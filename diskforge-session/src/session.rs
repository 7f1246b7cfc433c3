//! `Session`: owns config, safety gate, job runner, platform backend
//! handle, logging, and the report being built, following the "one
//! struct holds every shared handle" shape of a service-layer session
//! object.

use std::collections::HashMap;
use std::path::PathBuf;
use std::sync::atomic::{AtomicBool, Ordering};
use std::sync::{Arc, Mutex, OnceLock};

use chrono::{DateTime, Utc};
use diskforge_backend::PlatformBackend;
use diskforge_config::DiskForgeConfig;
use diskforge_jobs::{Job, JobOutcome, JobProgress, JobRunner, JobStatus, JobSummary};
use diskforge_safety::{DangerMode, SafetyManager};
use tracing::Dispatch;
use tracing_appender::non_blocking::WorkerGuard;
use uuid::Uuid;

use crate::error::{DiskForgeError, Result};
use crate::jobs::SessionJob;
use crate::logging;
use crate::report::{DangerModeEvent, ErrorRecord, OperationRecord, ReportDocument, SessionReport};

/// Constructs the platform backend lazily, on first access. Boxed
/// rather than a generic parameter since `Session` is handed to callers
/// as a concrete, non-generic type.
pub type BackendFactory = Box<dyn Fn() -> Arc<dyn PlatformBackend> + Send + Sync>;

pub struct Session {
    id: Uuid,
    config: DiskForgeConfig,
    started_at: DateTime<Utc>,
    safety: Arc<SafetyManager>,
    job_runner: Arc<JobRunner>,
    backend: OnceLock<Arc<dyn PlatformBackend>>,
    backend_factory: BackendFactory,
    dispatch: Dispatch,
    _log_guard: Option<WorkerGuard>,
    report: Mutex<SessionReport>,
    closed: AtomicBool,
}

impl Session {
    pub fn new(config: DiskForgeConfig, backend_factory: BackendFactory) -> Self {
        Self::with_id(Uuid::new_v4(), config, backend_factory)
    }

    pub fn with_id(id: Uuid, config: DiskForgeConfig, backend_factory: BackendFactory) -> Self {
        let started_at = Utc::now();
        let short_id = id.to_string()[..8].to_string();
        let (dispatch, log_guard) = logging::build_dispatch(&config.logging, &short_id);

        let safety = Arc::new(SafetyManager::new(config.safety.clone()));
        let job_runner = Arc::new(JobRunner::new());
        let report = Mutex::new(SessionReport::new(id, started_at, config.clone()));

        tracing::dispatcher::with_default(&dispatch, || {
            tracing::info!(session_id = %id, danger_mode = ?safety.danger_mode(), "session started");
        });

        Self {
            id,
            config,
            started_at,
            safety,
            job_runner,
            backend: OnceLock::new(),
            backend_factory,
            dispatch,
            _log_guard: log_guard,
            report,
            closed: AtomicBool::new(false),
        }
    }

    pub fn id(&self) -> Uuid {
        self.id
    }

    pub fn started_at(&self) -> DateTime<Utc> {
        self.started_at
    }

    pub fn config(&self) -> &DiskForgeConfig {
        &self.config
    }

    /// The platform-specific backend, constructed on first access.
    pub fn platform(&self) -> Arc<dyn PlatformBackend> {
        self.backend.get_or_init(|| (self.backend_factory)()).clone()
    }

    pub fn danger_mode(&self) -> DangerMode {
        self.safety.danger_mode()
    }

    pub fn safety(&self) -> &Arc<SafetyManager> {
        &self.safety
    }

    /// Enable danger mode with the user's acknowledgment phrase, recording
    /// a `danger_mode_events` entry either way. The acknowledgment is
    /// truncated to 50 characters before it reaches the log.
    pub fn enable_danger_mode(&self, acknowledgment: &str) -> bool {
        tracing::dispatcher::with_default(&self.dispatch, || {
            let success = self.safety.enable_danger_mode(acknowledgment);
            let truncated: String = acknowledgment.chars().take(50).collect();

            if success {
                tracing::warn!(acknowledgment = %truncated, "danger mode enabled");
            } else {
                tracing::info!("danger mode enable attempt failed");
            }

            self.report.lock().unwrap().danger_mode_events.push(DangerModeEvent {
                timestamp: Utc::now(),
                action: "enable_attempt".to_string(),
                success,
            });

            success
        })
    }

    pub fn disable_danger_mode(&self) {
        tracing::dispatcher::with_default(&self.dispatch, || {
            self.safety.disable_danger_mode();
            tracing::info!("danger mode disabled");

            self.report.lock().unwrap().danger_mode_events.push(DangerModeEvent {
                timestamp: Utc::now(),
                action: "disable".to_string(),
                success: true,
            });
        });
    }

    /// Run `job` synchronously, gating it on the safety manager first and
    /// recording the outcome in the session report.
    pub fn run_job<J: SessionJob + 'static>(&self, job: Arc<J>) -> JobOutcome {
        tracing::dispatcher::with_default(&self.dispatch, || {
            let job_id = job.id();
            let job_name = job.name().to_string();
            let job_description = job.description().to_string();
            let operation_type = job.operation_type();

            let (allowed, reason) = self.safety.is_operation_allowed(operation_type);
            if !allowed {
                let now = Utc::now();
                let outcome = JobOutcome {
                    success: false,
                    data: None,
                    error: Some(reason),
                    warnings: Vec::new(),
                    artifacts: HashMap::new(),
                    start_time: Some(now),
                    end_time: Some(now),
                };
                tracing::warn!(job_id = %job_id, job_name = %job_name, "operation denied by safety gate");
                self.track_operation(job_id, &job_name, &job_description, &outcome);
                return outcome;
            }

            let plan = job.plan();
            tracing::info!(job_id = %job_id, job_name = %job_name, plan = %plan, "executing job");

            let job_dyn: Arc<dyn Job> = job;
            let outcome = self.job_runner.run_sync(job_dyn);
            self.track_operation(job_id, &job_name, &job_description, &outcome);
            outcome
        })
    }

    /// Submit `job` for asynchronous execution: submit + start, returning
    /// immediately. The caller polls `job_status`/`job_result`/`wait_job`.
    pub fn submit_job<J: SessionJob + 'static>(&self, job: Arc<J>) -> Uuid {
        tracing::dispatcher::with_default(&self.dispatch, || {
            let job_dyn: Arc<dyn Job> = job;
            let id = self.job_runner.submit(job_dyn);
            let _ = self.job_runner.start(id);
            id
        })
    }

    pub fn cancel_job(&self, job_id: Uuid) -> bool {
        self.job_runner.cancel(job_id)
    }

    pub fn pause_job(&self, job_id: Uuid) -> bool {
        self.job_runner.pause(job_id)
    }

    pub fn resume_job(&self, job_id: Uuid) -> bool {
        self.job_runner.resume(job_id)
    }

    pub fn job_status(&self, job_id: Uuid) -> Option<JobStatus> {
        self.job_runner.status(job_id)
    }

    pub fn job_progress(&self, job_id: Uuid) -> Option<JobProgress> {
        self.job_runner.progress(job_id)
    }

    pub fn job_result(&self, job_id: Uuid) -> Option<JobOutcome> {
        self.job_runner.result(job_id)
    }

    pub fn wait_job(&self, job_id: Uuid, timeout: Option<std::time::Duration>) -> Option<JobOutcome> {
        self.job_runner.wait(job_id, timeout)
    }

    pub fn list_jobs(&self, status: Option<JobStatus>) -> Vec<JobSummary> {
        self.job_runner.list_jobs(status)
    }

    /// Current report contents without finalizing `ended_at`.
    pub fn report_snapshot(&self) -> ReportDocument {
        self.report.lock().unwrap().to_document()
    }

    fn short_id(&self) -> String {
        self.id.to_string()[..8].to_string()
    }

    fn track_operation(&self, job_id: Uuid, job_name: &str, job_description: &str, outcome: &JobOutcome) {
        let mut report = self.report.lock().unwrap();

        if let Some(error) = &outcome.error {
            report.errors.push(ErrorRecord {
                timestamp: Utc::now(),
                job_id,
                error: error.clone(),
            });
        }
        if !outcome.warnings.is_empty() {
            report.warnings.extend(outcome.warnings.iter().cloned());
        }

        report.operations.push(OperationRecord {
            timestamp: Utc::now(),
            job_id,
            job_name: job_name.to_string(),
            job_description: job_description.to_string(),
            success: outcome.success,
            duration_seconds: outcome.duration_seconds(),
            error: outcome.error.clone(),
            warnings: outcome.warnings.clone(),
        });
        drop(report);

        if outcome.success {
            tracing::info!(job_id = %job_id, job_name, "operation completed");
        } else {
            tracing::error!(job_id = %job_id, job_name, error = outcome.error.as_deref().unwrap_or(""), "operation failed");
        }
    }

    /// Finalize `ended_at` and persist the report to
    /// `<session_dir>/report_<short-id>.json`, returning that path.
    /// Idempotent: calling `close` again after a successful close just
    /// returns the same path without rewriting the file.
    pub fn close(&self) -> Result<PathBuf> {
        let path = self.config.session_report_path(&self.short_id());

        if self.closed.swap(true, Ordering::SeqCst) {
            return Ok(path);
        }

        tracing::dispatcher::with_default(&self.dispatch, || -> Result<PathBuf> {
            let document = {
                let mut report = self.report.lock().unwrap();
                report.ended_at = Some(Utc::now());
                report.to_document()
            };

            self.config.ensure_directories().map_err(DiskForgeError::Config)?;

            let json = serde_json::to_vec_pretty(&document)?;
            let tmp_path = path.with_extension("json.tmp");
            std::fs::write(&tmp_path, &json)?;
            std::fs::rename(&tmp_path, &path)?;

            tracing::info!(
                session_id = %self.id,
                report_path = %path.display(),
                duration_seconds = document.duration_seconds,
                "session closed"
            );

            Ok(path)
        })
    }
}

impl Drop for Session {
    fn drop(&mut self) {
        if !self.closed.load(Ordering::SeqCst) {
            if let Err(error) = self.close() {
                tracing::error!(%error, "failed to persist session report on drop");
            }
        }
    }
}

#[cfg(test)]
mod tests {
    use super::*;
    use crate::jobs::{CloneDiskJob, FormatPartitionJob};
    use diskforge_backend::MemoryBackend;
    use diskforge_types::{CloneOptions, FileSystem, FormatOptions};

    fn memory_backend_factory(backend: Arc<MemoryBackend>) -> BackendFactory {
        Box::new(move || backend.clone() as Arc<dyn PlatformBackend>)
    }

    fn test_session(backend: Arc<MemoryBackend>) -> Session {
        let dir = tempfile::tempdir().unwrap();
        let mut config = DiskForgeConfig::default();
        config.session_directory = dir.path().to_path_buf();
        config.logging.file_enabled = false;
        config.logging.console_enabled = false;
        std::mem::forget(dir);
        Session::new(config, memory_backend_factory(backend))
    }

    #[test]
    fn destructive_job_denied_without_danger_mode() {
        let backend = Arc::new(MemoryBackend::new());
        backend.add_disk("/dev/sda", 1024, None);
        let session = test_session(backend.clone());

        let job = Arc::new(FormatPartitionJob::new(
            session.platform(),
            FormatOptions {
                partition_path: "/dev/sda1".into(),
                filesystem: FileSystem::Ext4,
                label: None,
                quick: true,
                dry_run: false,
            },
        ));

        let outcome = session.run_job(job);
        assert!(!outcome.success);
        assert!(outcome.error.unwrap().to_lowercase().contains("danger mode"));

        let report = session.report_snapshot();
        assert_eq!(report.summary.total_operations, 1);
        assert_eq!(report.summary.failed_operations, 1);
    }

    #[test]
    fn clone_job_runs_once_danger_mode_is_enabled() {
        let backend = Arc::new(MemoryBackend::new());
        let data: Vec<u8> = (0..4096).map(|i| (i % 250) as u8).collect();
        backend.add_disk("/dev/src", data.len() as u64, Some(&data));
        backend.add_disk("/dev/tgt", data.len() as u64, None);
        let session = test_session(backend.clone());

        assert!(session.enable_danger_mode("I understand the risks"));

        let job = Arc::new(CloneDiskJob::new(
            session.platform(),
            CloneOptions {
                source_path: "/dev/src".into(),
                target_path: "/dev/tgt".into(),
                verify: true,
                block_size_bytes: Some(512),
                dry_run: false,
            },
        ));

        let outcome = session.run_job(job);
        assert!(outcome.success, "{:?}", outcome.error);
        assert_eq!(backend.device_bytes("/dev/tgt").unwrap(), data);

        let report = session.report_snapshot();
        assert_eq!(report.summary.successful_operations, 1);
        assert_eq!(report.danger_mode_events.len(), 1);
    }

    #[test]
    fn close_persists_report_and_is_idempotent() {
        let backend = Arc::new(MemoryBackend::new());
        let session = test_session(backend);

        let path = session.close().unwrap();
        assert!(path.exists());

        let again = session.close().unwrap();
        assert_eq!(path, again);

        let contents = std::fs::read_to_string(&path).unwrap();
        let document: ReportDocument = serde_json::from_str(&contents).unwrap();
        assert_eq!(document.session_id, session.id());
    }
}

---*---

> **The problem**:
Copy each line of the records above that carries the word "warnings".

> **Exercise output**:
                    warnings: Vec::new(),
        if !outcome.warnings.is_empty() {
            report.warnings.extend(outcome.warnings.iter().cloned());
            warnings: outcome.warnings.clone(),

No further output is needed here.